EXERCISE INSTRUCTIONS:
Please retype exactly, and with nothing added, the lines of the material from the one with "A registered account." through the final one.

SUPPLIED RECORDS:

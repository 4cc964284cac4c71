//! User accounts and the one-time tokens attached to them.
//!
//! Passwords arrive already hashed; hashing, email delivery and token expiry
//! scheduling belong to the callers. The store persists accounts and hands
//! out registration and password reset tokens.

use std::fmt;

use chrono::{DateTime, Utc};
use serde::{Deserialize, Serialize};

/// Database identifier of a user account.
///
/// # Examples
/// ```
/// use recipe_manager::domain::UserId;
///
/// let id = UserId::new(7);
/// assert_eq!(id.get(), 7);
/// assert_eq!(id.to_string(), "7");
/// ```
#[derive(Debug, Clone, Copy, PartialEq, Eq, Hash, PartialOrd, Ord, Serialize, Deserialize)]
#[serde(transparent)]
pub struct UserId(i64);

impl UserId {
    /// Wrap a raw database id.
    pub const fn new(id: i64) -> Self {
        Self(id)
    }

    /// Access the raw database id.
    pub const fn get(self) -> i64 {
        self.0
    }
}

impl From<i64> for UserId {
    fn from(value: i64) -> Self {
        Self(value)
    }
}

impl fmt::Display for UserId {
    fn fmt(&self, f: &mut fmt::Formatter<'_>) -> fmt::Result {
        write!(f, "{}", self.0)
    }
}

/// Email and password hash supplied at registration.
#[derive(Debug, Clone, PartialEq, Eq)]
pub struct Credentials {
    /// Login email; unique across accounts.
    pub email: String,
    /// Password hash produced by the authentication layer.
    pub password_hash: String,
}

impl Credentials {
    /// Trim and lowercase the email so lookups ignore case.
    pub fn normalised(&self) -> Self {
        Self {
            email: normalise_email(&self.email),
            password_hash: self.password_hash.clone(),
        }
    }
}

/// Canonical form of an email address for storage and lookup.
///
/// # Examples
/// ```
/// use recipe_manager::domain::user::normalise_email;
///
/// assert_eq!(normalise_email("  Ada@Example.ORG "), "ada@example.org");
/// ```
pub fn normalise_email(email: &str) -> String {
    email.trim().to_lowercase()
}

/// A registered account.
#[derive(Debug, Clone, PartialEq, Eq, Serialize, Deserialize)]
#[serde(rename_all = "camelCase")]
pub struct User {
    /// Database id.
    pub id: UserId,
    /// Login email.
    pub email: String,
    /// Stored password hash; never serialised.
    #[serde(skip_serializing, default)]
    pub password_hash: String,
    /// Whether the registration token has been redeemed.
    pub confirmed: bool,
}

/// Pending confirmation of a new account.
#[derive(Debug, Clone, PartialEq, Eq)]
pub struct UserRegistration {
    /// The account awaiting confirmation.
    pub user: User,
    /// Token the user presents to confirm.
    pub token: String,
    /// Issue time, used to expire stale registrations.
    pub created_at: DateTime<Utc>,
}

/// Outstanding password reset for an account.
#[derive(Debug, Clone, PartialEq, Eq)]
pub struct PasswordResetToken {
    /// The account being reset.
    pub user: User,
    /// Token the user presents with the new password.
    pub token: String,
    /// Issue time, used to expire stale resets.
    pub created_at: DateTime<Utc>,
}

FINISHED TASK:
/// A registered account.
#[derive(Debug, Clone, PartialEq, Eq, Serialize, Deserialize)]
#[serde(rename_all = "camelCase")]
pub struct User {
    /// Database id.
    pub id: UserId,
    /// Login email.
    pub email: String,
    /// Stored password hash; never serialised.
    #[serde(skip_serializing, default)]
    pub password_hash: String,
    /// Whether the registration token has been redeemed.
    pub confirmed: bool,
}

/// Pending confirmation of a new account.
#[derive(Debug, Clone, PartialEq, Eq)]
pub struct UserRegistration {
    /// The account awaiting confirmation.
    pub user: User,
    /// Token the user presents to confirm.
    pub token: String,
    /// Issue time, used to expire stale registrations.
    pub created_at: DateTime<Utc>,
}

/// Outstanding password reset for an account.
#[derive(Debug, Clone, PartialEq, Eq)]
pub struct PasswordResetToken {
    /// The account being reset.
    pub user: User,
    /// Token the user presents with the new password.
    pub token: String,
    /// Issue time, used to expire stale resets.
    pub created_at: DateTime<Utc>,
}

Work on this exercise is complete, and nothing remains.